Written in response to this David Deutsch presentation. Hoping it will be comprehensible enough to the friend it was written for to be responded to, and maybe a few other people too.
Deutsch says things like "theories don't have probabilities", ("there's no such thing as the probability of it") (content warning: every bayesian who watches the following two minutes will hate it)
I think it's fairly clear from this that he doesn't have solomonoff induction internalized, he doesn't know how many of his objection to bayesian metaphysics it answers. In this case, I don't think he has practiced a method of holding multiple possible theories and acting with reasonable uncertainty over all them. That probably would sound like a good thing to do to most popperians, but they often seem to have the wrong attitudes about how (collective) induction happens and might not be prepared to do it;
I am getting the sense that critrats frequently engage in a terrible Strong Opinionatedness where they let themselves wholely believe probably wrong theories in the expectation that this will add up to a productive intellectual ecosystem, I've mentioned this before, I think they attribute too much of the inductive process to blind selection and evolution, and underrecognise the major accelerants of that that we've developed, the extraordinarily sophisticated, to extend a metaphor, managed mutation, sexual reproduction, and to depart from the metaphor, conscious, judicious, uncertain but principled design, that the discursive subjects engage in, that is now primarily driving it.
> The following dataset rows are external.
use bytes::Bytes;
use crc::{Crc, CRC_32_ISCSI};

pub(crate) const PADDING_MULTIPLE: usize = 4;

pub(crate) fn get_padding_size(len: usize) -> usize {
    (PADDING_MULTIPLE - (len % PADDING_MULTIPLE)) % PADDING_MULTIPLE
}

/// Allocate and zero this data once.
/// We need to use it for the checksum and don't want to allocate/clear each time.
pub(crate) static FOUR_ZEROES: Bytes = Bytes::from_static(&[0, 0, 0, 0]);

/// CRC_32_ISCSI is the Castagnoli polynomial, which RFC 4960 Appendix B
/// mandates for the packet checksum.
pub(crate) const ISCSI_CRC: Crc<u32> = Crc::<u32>::new(&CRC_32_ISCSI);

/// Computes the packet checksum with the checksum field treated as zero,
/// without allocating.
pub(crate) fn generate_packet_checksum(raw: &Bytes) -> u32 {
    let mut digest = ISCSI_CRC.digest();
    digest.update(&raw[0..8]);
    digest.update(&FOUR_ZEROES[..]);
    digest.update(&raw[12..]);
    digest.finalize()
}

/// Serial Number Arithmetic (RFC 1982)
///
/// TSNs and reconfiguration sequence numbers wrap at 2^32 and stream
/// sequence numbers at 2^16; never compare them with the plain operators.
#[inline]
pub(crate) fn sna32lt(i1: u32, i2: u32) -> bool {
    (i1 < i2 && i2 - i1 < 1 << 31) || (i1 > i2 && i1 - i2 > 1 << 31)
}

#[inline]
pub(crate) fn sna32lte(i1: u32, i2: u32) -> bool {
    i1 == i2 || sna32lt(i1, i2)
}

#[inline]
pub(crate) fn sna32gt(i1: u32, i2: u32) -> bool {
    (i1 < i2 && (i2 - i1) >= 1 << 31) || (i1 > i2 && (i1 - i2) <= 1 << 31)
}

#[inline]
pub(crate) fn sna32gte(i1: u32, i2: u32) -> bool {
    i1 == i2 || sna32gt(i1, i2)
}

#[inline]
pub(crate) fn sna16lt(i1: u16, i2: u16) -> bool {
    (i1 < i2 && (i2 - i1) < 1 << 15) || (i1 > i2 && (i1 - i2) > 1 << 15)
}

#[inline]
pub(crate) fn sna16lte(i1: u16, i2: u16) -> bool {
    i1 == i2 || sna16lt(i1, i2)
}

#[inline]
pub(crate) fn sna16gt(i1: u16, i2: u16) -> bool {
    (i1 < i2 && (i2 - i1) >= 1 << 15) || (i1 > i2 && (i1 - i2) <= 1 << 15)
}

#[inline]
pub(crate) fn sna16gte(i1: u16, i2: u16) -> bool {
    i1 == i2 || sna16gt(i1, i2)
}

#[cfg(test)]
mod test {
    use super::*;

    #[test]
    fn test_crc32c_check_value() {
        // Known CRC32c check value for "123456789".
        let mut digest = ISCSI_CRC.digest();
        digest.update(b"123456789");
        assert_eq!(digest.finalize(), 0xe306_9283);
    }

    #[test]
    fn test_padding_size() {
        assert_eq!(get_padding_size(0), 0);
        assert_eq!(get_padding_size(1), 3);
        assert_eq!(get_padding_size(2), 2);
        assert_eq!(get_padding_size(3), 1);
        assert_eq!(get_padding_size(4), 0);
        assert_eq!(get_padding_size(5), 3);
    }

    #[test]
    fn test_serial_number_arithmetic32bit() {
        const DIV: u32 = 16;
        const INTERVAL: u32 = ((1u64 << 32) / (DIV as u64)) as u32;
        const MAX_FORWARD_DISTANCE: u32 = 1 << 30;
        const MAX_BACKWARD_DISTANCE: u32 = 1 << 31;

        for i in 0..DIV {
            let s1 = i.wrapping_mul(INTERVAL);
            let s2f = s1.wrapping_add(MAX_FORWARD_DISTANCE);
            let s2b = s1.wrapping_add(MAX_BACKWARD_DISTANCE);

            assert!(sna32lt(s1, s2f), "s1 < s2 should be true: s1={s1} s2={s2f}");
            assert!(!sna32lt(s1, s2b), "s1 < s2 should be false: s1={s1} s2={s2b}");
            assert!(!sna32gt(s1, s2f), "s1 > s2 should be false: s1={s1} s2={s2f}");
            assert!(sna32gt(s1, s2b), "s1 > s2 should be true: s1={s1} s2={s2b}");

            assert!(sna32lte(s1, s1), "s1 == s1 should be true: s1={s1}");
            assert!(sna32gte(s1, s1), "s1 == s1 should be true: s1={s1}");
        }
    }

    #[test]
    fn test_serial_number_arithmetic32bit_antisymmetry() {
        // a > b implies !(b > a) for all pairs inside a 2^31 window.
        let cases = [
            (0u32, 1u32),
            (1, 0),
            (u32::MAX, 0),
            (0, u32::MAX),
            (0x7fff_ffff, 0x8000_0000),
            (0xffff_fff0, 0x10),
        ];
        for (a, b) in cases {
            if sna32gt(a, b) {
                assert!(!sna32gt(b, a), "antisymmetry violated for a={a} b={b}");
            }
            if a != b {
                assert!(
                    sna32gt(a, b) || sna32gt(b, a),
                    "totality violated for a={a} b={b}"
                );
            }
        }
    }

    #[test]
    fn test_serial_number_arithmetic16bit() {
        const DIV: u16 = 16;
        const INTERVAL: u16 = ((1u64 << 16) / (DIV as u64)) as u16;
        const MAX_FORWARD_DISTANCE: u16 = 1 << 14;
        const MAX_BACKWARD_DISTANCE: u16 = 1 << 15;

        for i in 0..DIV {
            let s1 = i.wrapping_mul(INTERVAL);
            let s2f = s1.wrapping_add(MAX_FORWARD_DISTANCE);
            let s2b = s1.wrapping_add(MAX_BACKWARD_DISTANCE);

            assert!(sna16lt(s1, s2f), "s1 < s2 should be true: s1={s1} s2={s2f}");
            assert!(!sna16lt(s1, s2b), "s1 < s2 should be false: s1={s1} s2={s2b}");
            assert!(!sna16gt(s1, s2f), "s1 > s2 should be false: s1={s1} s2={s2f}");
            assert!(sna16gt(s1, s2b), "s1 > s2 should be true: s1={s1} s2={s2b}");

            assert!(sna16lte(s1, s1), "s1 == s1 should be true: s1={s1}");
            assert!(sna16gte(s1, s1), "s1 == s1 should be true: s1={s1}");
        }
    }

    #[test]
    fn test_ssn_wraparound_ordering() {
        assert!(sna16lt(65535, 0));
        assert!(sna16gt(0, 65535));
        assert!(sna16lt(65500, 100));
    }
}
use std::fmt;

use bytes::{Bytes, BytesMut};

use super::param_header::*;
use super::param_type::*;
use super::*;

/// State Cookie parameter (type 7), carried in INIT-ACK and echoed back in
/// COOKIE-ECHO. The content is opaque at this layer; see `crate::cookie`
/// for its generation and verification.
#[derive(Default, Debug, Clone, PartialEq)]
pub(crate) struct ParamStateCookie {
    pub(crate) cookie: Bytes,
}

impl fmt::Display for ParamStateCookie {
    fn fmt(&self, f: &mut fmt::Formatter<'_>) -> fmt::Result {
        write!(f, "{}: {:?}", self.header(), self.cookie)
    }
}

impl ParamBody for ParamStateCookie {
    fn header(&self) -> ParamHeader {
        ParamHeader {
            typ: ParamType::StateCookie,
            value_length: self.value_length() as u16,
        }
    }

    fn unmarshal(raw: &Bytes) -> Result<Self> {
        let header = ParamHeader::unmarshal(raw)?;
        let cookie = raw.slice(PARAM_HEADER_LENGTH..PARAM_HEADER_LENGTH + header.value_length());
        Ok(ParamStateCookie { cookie })
    }

    fn marshal_to(&self, buf: &mut BytesMut) -> Result<usize> {
        self.header().marshal_to(buf)?;
        buf.extend_from_slice(&self.cookie);
        Ok(buf.len())
    }

    fn value_length(&self) -> usize {
        self.cookie.len()
    }
}
use std::fmt;

use bytes::{Bytes, BytesMut};

use super::chunk_header::*;
use super::chunk_type::*;
use super::*;
use crate::error::Error;

/// COOKIE-ACK (RFC 4960 Sec 3.3.12), an empty chunk.
#[derive(Default, Debug, Clone)]
pub(crate) struct ChunkCookieAck;

impl fmt::Display for ChunkCookieAck {
    fn fmt(&self, f: &mut fmt::Formatter<'_>) -> fmt::Result {
        write!(f, "{}", self.header())
    }
}

impl ChunkBody for ChunkCookieAck {
    fn header(&self) -> ChunkHeader {
        ChunkHeader {
            typ: CT_COOKIE_ACK,
            flags: 0,
            value_length: self.value_length() as u16,
        }
    }

    fn unmarshal(raw: &Bytes) -> Result<Self> {
        let header = ChunkHeader::unmarshal(raw)?;

        if header.typ != CT_COOKIE_ACK {
            return Err(Error::ErrChunkTypeUnexpected);
        }

        Ok(ChunkCookieAck {})
    }

    fn marshal_to(&self, buf: &mut BytesMut) -> Result<usize> {
        self.header().marshal_to(buf)?;
        Ok(buf.len())
    }

    fn value_length(&self) -> usize {
        0
    }
}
He generally seems to have missed some sort of developmental window for learning bayesian metaphysics or something, the reason he thinks it doesn't work is that he visibly hasn't tied together a complete sense of the way it's supposed to. Can he please study the solomonoff inductor and think more about how priors fade away as evidence comes in, and about the inherent subjectivity a person's judgements must necessarily have as a consequence of their knowing different subsets of the evidencebase, and how there is no alternative to that. He is reaching towards a kind of objectivity about probabilities that finite beings cannot attain.
His discussion of the alignment problem defies essential decision theory, he thinks that values are like tools, that they can weaken their holders if they are in some sense 'incorrect'. That Right Makes Might. Essentially Landian worship of Omuhundro's Monster from a more optimistic angle, that the monster who rises at the end of a long descent into value drift will resemble a liberal society that we would want to build.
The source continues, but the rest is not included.